»»

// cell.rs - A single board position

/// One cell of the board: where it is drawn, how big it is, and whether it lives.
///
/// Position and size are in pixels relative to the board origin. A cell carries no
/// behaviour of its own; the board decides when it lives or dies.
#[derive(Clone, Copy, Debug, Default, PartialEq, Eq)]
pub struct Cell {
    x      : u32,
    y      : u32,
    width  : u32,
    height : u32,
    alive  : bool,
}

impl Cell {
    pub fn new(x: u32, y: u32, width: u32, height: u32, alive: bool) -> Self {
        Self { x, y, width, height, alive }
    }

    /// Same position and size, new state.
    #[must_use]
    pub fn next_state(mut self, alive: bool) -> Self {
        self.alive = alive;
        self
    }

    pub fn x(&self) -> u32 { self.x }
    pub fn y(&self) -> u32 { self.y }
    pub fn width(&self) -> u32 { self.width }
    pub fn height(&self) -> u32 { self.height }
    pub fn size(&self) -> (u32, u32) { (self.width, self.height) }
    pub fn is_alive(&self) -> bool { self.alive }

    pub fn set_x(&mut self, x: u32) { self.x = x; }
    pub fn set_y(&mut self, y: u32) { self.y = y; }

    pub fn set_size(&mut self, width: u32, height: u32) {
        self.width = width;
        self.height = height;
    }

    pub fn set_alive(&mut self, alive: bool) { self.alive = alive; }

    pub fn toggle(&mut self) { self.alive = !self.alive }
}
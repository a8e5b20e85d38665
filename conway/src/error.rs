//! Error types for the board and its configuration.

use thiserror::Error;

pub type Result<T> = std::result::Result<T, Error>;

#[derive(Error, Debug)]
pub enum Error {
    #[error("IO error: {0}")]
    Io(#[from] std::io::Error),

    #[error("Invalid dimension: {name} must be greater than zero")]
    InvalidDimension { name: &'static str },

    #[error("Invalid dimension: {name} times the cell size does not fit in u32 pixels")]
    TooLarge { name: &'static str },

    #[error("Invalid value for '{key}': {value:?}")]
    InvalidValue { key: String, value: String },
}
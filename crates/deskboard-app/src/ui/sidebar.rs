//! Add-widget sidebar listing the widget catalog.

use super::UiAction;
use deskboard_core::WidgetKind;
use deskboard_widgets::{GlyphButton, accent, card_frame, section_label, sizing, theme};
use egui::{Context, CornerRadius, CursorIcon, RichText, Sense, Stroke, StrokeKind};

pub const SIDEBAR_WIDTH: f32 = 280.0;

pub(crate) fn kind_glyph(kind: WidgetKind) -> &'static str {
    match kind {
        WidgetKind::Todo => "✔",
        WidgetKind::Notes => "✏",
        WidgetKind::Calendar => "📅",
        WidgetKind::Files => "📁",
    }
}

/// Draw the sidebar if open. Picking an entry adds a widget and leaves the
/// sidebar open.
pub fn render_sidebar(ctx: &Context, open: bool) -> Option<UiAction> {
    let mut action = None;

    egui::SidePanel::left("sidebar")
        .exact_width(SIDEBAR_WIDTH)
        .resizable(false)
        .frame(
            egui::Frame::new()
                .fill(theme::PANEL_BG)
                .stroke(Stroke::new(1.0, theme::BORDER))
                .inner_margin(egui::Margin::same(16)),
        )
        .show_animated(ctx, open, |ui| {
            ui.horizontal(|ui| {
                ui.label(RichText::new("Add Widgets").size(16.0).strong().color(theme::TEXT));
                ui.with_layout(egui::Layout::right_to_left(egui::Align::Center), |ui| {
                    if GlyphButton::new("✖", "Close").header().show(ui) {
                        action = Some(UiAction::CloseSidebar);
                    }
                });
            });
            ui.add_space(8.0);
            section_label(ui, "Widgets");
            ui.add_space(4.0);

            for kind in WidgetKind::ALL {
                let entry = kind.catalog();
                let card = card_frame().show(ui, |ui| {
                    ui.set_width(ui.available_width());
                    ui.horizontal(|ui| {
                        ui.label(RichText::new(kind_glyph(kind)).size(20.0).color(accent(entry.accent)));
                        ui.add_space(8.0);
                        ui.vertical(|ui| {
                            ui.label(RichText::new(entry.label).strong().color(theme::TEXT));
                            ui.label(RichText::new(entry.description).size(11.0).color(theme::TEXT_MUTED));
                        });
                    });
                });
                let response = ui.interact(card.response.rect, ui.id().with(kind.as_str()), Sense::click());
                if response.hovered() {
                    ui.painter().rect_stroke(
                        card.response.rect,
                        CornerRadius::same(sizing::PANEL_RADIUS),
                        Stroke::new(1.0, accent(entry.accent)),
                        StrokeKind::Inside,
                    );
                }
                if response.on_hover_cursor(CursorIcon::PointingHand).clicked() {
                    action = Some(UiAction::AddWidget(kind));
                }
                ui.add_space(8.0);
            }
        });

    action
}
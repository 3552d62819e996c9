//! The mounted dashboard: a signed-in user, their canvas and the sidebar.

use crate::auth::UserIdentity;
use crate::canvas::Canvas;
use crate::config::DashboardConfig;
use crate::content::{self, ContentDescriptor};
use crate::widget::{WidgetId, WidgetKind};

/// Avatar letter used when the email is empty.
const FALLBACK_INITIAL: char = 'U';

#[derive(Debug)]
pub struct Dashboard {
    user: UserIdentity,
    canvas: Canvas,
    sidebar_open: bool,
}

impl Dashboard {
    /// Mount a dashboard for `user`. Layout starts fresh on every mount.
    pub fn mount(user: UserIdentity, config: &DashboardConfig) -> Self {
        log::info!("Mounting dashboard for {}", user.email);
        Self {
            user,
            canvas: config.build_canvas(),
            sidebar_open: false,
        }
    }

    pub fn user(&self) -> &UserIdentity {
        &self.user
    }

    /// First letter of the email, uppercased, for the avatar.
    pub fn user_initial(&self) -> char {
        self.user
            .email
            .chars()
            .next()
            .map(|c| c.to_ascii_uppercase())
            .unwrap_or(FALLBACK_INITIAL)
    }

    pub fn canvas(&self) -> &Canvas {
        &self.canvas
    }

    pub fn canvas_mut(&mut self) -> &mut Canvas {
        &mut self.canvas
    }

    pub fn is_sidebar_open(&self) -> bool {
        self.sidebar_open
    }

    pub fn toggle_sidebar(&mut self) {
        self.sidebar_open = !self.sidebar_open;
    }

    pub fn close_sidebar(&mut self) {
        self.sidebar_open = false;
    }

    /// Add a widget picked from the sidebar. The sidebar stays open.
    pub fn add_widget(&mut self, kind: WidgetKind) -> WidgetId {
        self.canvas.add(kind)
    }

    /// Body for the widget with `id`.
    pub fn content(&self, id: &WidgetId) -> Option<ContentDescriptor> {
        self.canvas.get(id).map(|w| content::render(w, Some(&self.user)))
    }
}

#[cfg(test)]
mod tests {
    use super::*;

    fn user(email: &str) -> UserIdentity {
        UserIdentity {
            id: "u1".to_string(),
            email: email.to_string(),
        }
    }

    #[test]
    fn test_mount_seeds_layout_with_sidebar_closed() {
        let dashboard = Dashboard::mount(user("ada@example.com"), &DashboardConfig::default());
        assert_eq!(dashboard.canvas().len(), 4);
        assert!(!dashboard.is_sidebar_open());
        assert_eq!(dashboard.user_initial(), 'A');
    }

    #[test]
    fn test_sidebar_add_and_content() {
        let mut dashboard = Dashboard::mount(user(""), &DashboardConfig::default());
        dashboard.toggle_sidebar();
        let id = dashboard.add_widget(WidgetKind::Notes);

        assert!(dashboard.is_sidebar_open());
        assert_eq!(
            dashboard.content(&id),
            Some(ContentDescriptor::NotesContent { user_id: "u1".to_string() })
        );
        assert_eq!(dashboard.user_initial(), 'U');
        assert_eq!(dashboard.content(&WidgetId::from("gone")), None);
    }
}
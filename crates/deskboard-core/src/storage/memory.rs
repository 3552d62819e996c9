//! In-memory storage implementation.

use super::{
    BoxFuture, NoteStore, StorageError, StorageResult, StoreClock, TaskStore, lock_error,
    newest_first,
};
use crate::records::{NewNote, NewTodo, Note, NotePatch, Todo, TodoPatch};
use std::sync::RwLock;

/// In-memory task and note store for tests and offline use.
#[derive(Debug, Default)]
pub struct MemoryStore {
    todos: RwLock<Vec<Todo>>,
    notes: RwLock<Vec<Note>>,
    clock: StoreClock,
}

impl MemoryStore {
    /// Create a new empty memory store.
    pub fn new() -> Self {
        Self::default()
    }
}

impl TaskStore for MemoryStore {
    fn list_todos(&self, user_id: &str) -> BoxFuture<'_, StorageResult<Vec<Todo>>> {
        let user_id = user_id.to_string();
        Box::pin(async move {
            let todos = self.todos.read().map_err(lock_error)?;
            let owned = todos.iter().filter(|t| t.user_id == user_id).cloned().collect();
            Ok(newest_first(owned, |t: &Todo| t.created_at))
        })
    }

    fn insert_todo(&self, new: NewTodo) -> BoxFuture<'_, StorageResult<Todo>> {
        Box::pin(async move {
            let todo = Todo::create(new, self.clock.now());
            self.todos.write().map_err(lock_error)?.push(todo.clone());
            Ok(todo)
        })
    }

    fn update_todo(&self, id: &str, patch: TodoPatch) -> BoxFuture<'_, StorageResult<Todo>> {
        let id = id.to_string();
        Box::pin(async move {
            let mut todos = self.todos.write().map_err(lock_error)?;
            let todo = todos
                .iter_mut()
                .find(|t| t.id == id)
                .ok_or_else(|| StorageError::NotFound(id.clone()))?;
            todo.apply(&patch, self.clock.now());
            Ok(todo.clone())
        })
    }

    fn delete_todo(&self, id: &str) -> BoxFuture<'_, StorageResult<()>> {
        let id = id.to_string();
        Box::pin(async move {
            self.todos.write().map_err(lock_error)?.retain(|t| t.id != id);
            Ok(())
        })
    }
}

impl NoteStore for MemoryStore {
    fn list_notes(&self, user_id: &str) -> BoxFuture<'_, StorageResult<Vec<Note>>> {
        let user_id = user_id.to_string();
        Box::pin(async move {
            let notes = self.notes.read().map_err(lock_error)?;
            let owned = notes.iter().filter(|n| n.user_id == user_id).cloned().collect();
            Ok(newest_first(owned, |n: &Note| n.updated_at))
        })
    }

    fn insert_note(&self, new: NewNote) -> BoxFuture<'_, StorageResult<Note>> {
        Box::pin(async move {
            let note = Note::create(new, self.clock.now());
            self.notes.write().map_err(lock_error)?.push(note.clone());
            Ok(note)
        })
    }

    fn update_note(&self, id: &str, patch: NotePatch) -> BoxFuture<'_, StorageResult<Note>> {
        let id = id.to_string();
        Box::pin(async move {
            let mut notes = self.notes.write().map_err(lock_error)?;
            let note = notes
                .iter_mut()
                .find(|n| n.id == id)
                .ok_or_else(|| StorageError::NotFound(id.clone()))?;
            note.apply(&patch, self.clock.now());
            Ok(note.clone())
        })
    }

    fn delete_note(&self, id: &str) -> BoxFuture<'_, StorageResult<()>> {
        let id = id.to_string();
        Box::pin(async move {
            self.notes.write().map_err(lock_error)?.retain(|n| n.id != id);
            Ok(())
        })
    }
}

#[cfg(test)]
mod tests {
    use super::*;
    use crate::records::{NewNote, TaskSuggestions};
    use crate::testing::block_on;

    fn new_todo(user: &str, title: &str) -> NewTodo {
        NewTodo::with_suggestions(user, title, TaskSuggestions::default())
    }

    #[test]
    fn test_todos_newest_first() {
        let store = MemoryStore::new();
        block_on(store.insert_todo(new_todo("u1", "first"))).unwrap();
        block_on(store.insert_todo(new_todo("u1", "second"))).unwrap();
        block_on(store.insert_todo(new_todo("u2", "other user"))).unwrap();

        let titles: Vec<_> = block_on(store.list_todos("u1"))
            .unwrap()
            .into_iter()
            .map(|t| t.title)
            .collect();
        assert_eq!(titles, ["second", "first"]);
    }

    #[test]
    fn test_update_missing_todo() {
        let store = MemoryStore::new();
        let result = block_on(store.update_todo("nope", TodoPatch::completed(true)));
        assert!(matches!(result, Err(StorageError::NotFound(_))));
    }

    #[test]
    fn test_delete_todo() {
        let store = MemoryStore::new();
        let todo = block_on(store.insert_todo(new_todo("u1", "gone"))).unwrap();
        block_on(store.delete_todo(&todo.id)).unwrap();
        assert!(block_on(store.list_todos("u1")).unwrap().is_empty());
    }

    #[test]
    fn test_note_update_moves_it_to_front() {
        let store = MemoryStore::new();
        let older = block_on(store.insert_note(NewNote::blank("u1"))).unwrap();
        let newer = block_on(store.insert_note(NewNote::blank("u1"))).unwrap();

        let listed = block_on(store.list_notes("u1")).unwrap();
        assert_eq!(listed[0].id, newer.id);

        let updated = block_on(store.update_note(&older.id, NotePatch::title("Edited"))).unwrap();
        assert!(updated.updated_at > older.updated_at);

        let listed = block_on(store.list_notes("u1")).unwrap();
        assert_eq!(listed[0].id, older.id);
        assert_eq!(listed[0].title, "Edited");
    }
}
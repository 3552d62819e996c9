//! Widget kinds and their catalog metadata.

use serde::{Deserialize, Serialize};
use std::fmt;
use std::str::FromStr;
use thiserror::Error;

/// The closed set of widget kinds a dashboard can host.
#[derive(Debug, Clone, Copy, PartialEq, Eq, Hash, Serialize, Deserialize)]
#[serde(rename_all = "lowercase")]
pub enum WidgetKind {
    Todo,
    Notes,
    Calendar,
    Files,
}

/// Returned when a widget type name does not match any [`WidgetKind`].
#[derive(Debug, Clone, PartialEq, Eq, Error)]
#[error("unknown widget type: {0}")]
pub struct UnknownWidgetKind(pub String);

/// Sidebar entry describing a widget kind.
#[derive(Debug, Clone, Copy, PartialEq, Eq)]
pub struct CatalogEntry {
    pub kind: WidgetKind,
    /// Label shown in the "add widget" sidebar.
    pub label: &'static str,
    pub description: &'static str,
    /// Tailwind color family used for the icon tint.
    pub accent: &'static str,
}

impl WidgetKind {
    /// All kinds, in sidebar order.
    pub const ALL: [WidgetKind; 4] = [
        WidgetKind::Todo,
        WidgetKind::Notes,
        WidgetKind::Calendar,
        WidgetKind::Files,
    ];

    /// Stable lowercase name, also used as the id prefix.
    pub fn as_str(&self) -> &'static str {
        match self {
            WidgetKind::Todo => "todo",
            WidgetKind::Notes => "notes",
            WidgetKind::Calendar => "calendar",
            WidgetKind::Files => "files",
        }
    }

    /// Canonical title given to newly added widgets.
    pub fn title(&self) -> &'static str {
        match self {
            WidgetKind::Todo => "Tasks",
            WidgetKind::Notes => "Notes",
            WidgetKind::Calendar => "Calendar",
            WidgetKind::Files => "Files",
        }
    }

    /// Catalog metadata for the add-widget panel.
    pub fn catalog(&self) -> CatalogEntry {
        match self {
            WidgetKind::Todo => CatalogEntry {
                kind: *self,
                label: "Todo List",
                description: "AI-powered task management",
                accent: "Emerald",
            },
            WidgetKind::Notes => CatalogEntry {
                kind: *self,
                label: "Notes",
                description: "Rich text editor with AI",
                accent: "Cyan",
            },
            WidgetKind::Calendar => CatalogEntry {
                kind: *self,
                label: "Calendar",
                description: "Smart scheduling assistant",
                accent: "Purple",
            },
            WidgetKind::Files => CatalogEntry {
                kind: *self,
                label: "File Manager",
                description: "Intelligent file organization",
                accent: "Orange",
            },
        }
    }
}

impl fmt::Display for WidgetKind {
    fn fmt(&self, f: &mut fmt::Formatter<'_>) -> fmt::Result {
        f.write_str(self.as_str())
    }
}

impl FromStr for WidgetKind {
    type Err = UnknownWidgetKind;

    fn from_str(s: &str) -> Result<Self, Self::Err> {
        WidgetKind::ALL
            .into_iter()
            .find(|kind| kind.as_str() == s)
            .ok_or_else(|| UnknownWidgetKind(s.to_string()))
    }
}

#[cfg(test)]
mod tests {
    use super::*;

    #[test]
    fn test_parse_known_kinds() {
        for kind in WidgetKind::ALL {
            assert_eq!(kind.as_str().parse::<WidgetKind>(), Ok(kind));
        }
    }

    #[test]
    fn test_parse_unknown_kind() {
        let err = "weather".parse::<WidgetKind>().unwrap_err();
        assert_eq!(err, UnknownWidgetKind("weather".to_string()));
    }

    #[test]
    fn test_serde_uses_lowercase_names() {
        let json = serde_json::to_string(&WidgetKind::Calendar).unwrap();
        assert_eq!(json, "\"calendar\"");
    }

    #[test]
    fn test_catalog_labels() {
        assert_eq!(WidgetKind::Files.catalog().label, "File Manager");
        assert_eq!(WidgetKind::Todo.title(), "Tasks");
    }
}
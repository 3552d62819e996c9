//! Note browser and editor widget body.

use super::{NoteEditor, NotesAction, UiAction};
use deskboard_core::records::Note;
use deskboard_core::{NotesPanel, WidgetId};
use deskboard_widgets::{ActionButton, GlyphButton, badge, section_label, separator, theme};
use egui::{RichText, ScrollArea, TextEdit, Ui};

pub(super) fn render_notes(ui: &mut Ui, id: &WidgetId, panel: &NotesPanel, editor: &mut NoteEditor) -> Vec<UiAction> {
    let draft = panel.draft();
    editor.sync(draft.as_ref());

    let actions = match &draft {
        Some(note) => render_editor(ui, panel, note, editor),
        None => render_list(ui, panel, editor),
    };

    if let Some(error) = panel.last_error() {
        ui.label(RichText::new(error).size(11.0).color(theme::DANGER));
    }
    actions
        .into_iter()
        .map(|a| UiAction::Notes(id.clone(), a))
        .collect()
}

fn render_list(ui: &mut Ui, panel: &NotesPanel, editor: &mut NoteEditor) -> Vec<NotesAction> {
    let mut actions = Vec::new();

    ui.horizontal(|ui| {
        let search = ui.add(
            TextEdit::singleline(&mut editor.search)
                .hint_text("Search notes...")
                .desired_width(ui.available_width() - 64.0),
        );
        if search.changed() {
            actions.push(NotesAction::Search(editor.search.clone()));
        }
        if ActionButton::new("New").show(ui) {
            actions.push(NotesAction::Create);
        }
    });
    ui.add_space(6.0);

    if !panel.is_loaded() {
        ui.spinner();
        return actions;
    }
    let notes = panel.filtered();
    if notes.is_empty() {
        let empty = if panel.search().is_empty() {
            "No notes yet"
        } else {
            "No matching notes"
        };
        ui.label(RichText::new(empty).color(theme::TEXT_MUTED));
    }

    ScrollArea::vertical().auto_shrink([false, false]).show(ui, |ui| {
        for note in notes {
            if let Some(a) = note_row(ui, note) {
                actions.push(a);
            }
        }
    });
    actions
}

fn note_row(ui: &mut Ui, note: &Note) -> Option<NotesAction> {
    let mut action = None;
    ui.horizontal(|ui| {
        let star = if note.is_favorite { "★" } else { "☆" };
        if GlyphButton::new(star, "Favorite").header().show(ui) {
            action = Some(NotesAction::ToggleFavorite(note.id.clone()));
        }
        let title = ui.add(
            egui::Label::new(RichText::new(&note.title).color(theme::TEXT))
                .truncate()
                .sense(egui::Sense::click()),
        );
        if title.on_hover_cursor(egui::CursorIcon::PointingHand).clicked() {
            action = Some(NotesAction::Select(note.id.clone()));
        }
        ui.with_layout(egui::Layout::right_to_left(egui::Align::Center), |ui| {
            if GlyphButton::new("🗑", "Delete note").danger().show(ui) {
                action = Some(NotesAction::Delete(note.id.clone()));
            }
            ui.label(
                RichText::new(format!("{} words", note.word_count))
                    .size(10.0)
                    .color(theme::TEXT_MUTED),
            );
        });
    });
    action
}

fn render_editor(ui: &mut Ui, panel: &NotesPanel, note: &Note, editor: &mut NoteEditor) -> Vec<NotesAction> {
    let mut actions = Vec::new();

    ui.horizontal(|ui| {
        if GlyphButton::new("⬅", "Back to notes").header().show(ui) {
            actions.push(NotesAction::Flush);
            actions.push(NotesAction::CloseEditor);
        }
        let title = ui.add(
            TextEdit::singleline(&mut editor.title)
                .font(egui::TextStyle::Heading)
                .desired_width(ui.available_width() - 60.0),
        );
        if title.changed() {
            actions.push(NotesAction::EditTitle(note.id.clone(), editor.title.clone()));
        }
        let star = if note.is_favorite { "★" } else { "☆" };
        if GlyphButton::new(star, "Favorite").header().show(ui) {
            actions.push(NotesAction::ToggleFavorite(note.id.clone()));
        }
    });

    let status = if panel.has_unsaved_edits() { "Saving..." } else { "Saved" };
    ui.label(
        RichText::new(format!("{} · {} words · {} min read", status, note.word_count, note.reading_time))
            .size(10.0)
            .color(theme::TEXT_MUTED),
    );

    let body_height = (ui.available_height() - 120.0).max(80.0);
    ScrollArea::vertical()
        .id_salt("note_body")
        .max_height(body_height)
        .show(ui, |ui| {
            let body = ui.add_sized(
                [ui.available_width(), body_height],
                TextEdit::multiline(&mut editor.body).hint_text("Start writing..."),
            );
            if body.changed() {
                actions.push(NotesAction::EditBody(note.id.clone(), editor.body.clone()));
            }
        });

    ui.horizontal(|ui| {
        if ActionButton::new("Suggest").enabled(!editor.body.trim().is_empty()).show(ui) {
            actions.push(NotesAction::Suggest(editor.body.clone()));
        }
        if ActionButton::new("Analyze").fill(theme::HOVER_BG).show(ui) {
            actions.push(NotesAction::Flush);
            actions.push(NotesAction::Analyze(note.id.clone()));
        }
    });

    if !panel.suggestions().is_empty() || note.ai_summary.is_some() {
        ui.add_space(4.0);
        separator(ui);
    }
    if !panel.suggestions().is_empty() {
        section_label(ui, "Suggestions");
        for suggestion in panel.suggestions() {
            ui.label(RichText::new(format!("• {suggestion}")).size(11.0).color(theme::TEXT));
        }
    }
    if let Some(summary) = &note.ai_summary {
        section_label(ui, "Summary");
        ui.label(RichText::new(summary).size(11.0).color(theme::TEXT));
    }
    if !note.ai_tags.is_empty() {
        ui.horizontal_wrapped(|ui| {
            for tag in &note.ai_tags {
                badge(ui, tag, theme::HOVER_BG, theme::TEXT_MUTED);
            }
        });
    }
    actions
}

««

EXERCISE
For the listing above, print only the lines starting at the line containing "email is empty." and ending at the line containing "pub fn mount(user: UserIdentity, config: &DashboardConfig)", exactly, both included.

RESULT BELOW
/// Avatar letter used when the email is empty.
const FALLBACK_INITIAL: char = 'U';

#[derive(Debug)]
pub struct Dashboard {
    user: UserIdentity,
    canvas: Canvas,
    sidebar_open: bool,
}

impl Dashboard {
    /// Mount a dashboard for `user`. Layout starts fresh on every mount.
    pub fn mount(user: UserIdentity, config: &DashboardConfig) -> Self {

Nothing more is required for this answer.